Citri never matriculated high school. Planning to be a pioneer farmer, he left school at the age of 15. But after volunteering in the British Army from 1942 to 1946, he heeded the call of Zionist leader Berl Katznelson to replace the lost intelligentsia of Europe.

“I felt it applied to me. My parents were intellectuals and could have contributed so much,” says Citri. “They were murdered at such an early age, and my sister wasn’t even 19.”

He was not qualified to enter the Hebrew University, but the Jewish Agency encouraged him to sit for the entrance exams anyway. In just six weeks, he managed to master the material and gained acceptance. He decided to study bacteriology.

“When I was about 10, a book called Microbe Hunters was translated into Polish and I read it. They became the heroes of my childhood,”explains Citri.

He earned his doctorate in 1954 and did research fellowships in London and Illinois before returning to the Hebrew University in a variety of posts, including academic vice dean of the medical school from 1982 to 1988.

Citri also chaired the committee tasked with translating life-sciences lingo for dictionaries published by the Hebrew Language Academy.

He met Naomi Zyk, a PhD from Montreal’s McGill University, when she was hired as his lab assistant during a stint at Harvard in 1962. For the next 50 years, she shared his life and his research.

Their son Ami, a neurobiologist, will join the Hebrew University in August with a double appointment as an assistant professor at the Silverman Institute of Life Sciences and at the Safra Center for Brain Sciences.

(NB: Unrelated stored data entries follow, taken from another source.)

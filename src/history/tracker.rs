//! History tracker facade
//!
//! One tracker lives for the whole crawl engine. Every public method takes
//! the single state lock and holds it until it returns, backend I/O
//! included, so no caller ever observes a half-applied read or flush.

use crate::config::{Config, Provider};
use crate::history::{FailureStore, HistoryStats, SuccessStore};
use crate::request::{failure_key, spider_name_of, success_key, Record, Request};
use crate::storage::{Backends, DocumentHistoryStore, DocumentStore};
use std::sync::{Mutex, MutexGuard, PoisonError};
use tracing::{debug, info, warn};

struct TrackerState {
    success: SuccessStore,
    failure: FailureStore,
    provider: Option<Provider>,
    backends: Backends,
}

/// Success and failure history shared by all request-completion callers
pub struct HistoryTracker {
    state: Mutex<TrackerState>,
}

impl HistoryTracker {
    /// Creates a tracker with the backends described by the configuration
    pub fn new(config: &Config) -> crate::Result<Self> {
        Ok(Self::with_backends(Backends::from_config(config)?))
    }

    /// Creates a tracker that can also persist to a document store
    pub fn with_document_store(
        config: &Config,
        store: Box<dyn DocumentStore>,
    ) -> crate::Result<Self> {
        let backends = Backends::from_config(config)?
            .with_document(DocumentHistoryStore::from_config(store, &config.history));
        Ok(Self::with_backends(backends))
    }

    pub fn with_backends(backends: Backends) -> Self {
        Self {
            state: Mutex::new(TrackerState {
                success: SuccessStore::new(),
                failure: FailureStore::new(),
                provider: None,
                backends,
            }),
        }
    }

    // The stores are consistent between statements, so a panic in another
    // caller never leaves them torn.
    fn lock(&self) -> MutexGuard<'_, TrackerState> {
        self.state.lock().unwrap_or_else(PoisonError::into_inner)
    }

    // ===== Session Lifecycle =====

    /// Starts the success history for a session
    ///
    /// With `inherit` the persisted successes of `provider` become the
    /// baseline; without it the session starts with no memory of past runs.
    pub fn read_success(&self, provider: impl Into<Provider>, inherit: bool) {
        let provider = provider.into();
        let mut guard = self.lock();
        let state = &mut *guard;
        state.provider = Some(provider);

        debug!("Reading success history from {} (inherit: {})", provider, inherit);
        state
            .success
            .read_inherit(inherit, || state.backends.select(provider)?.load_success());
    }

    /// Starts the failure history for a session
    pub fn read_failure(&self, provider: impl Into<Provider>, inherit: bool) {
        let provider = provider.into();
        let mut guard = self.lock();
        let state = &mut *guard;
        state.provider = Some(provider);

        debug!("Reading failure history from {} (inherit: {})", provider, inherit);
        state
            .failure
            .read_inherit(inherit, || state.backends.select(provider)?.load_failure());
    }

    /// Writes pending successes to `provider` and keeps them in memory
    ///
    /// # Returns
    ///
    /// The number of records handed to the backend
    pub fn flush_success(&self, provider: impl Into<Provider>) -> usize {
        let provider = provider.into();
        let mut guard = self.lock();
        let state = &mut *guard;
        state.provider = Some(provider);

        let count = state
            .success
            .flush(|keys| state.backends.select(provider)?.persist_success(keys));
        log_flush("success", count, state.success.pending(), provider);
        count
    }

    /// Writes pending failures to `provider` and keeps them in memory
    pub fn flush_failure(&self, provider: impl Into<Provider>) -> usize {
        let provider = provider.into();
        let mut guard = self.lock();
        let state = &mut *guard;
        state.provider = Some(provider);

        let count = state
            .failure
            .flush(|buckets| state.backends.select(provider)?.persist_failure(buckets));
        log_flush("failure", count, state.failure.pending(), provider);
        count
    }

    /// Drops all in-memory history without writing anything
    ///
    /// The next inheriting read reloads from the backend, as on a new tracker.
    pub fn empty(&self) {
        let mut state = self.lock();
        state.success.clear();
        state.failure.clear();
        debug!("Emptied crawl history");
    }

    // ===== Success Records =====

    /// Records a successful fetch, returning false if it was already known
    pub fn upsert_success<R: Record + ?Sized>(&self, record: &R) -> bool {
        let key = success_key(record);
        self.lock().success.upsert(key)
    }

    /// Forgets a success so the request is fetched again
    pub fn delete_success<R: Record + ?Sized>(&self, record: &R) {
        let key = success_key(record);
        self.lock().success.delete(&key);
    }

    /// Returns true if the record already succeeded in this or an inherited run
    pub fn has_succeeded<R: Record + ?Sized>(&self, record: &R) -> bool {
        let key = success_key(record);
        self.lock().success.contains(&key)
    }

    // ===== Failure Records =====

    /// Records a failed request, returning false if it was already known
    pub fn upsert_failure(&self, request: &Request) -> bool {
        let key = match failure_key(request) {
            Ok(key) => key,
            Err(e) => {
                warn!("Cannot record failure for {}: {}", request.url, e);
                return false;
            }
        };
        self.lock().failure.upsert(spider_name_of(request), key)
    }

    /// Forgets a failure, typically once the request has succeeded
    pub fn delete_failure(&self, request: &Request) {
        match failure_key(request) {
            Ok(key) => self.lock().failure.delete(spider_name_of(request), &key),
            Err(e) => warn!("Cannot delete failure for {}: {}", request.url, e),
        }
    }

    /// Requests that failed for `spider` in the previous run
    pub fn pull_failure(&self, spider: &str) -> Vec<Request> {
        self.lock().failure.pull(spider)
    }

    // ===== Inspection =====

    /// The provider named by the most recent read or flush
    pub fn provider(&self) -> Option<Provider> {
        self.lock().provider
    }

    /// Snapshot of record counts
    pub fn stats(&self) -> HistoryStats {
        let state = self.lock();
        HistoryStats {
            successes: state.success.persisted(),
            pending_successes: state.success.pending(),
            failures: state.failure.persisted_by_spider(),
            pending_failures: state.failure.pending(),
        }
    }
}

/// A flush either clears the delta or leaves all of it pending
fn log_flush(ledger: &str, attempted: usize, pending: usize, provider: Provider) {
    if pending == 0 {
        info!("Newly persisted {} {} records to {}", attempted, ledger, provider);
    } else {
        warn!(
            "{} {} records not persisted to {}, {} still pending",
            attempted, ledger, provider, pending
        );
    }
}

Miki, Citri’s daughter from a previous marriage, is a social worker at Hadassah. Her brother Yoav, a promising scientist, died in 1995.

Though the nonagenarian has known many sorrows, he remains upbeat and is working on another diagnostic kit whose details are still hush-hush. Ever fair-minded, he’s steering this project to the British company whose representative didn’t make it to his hotel fast enough to win the “superbug” kit contract.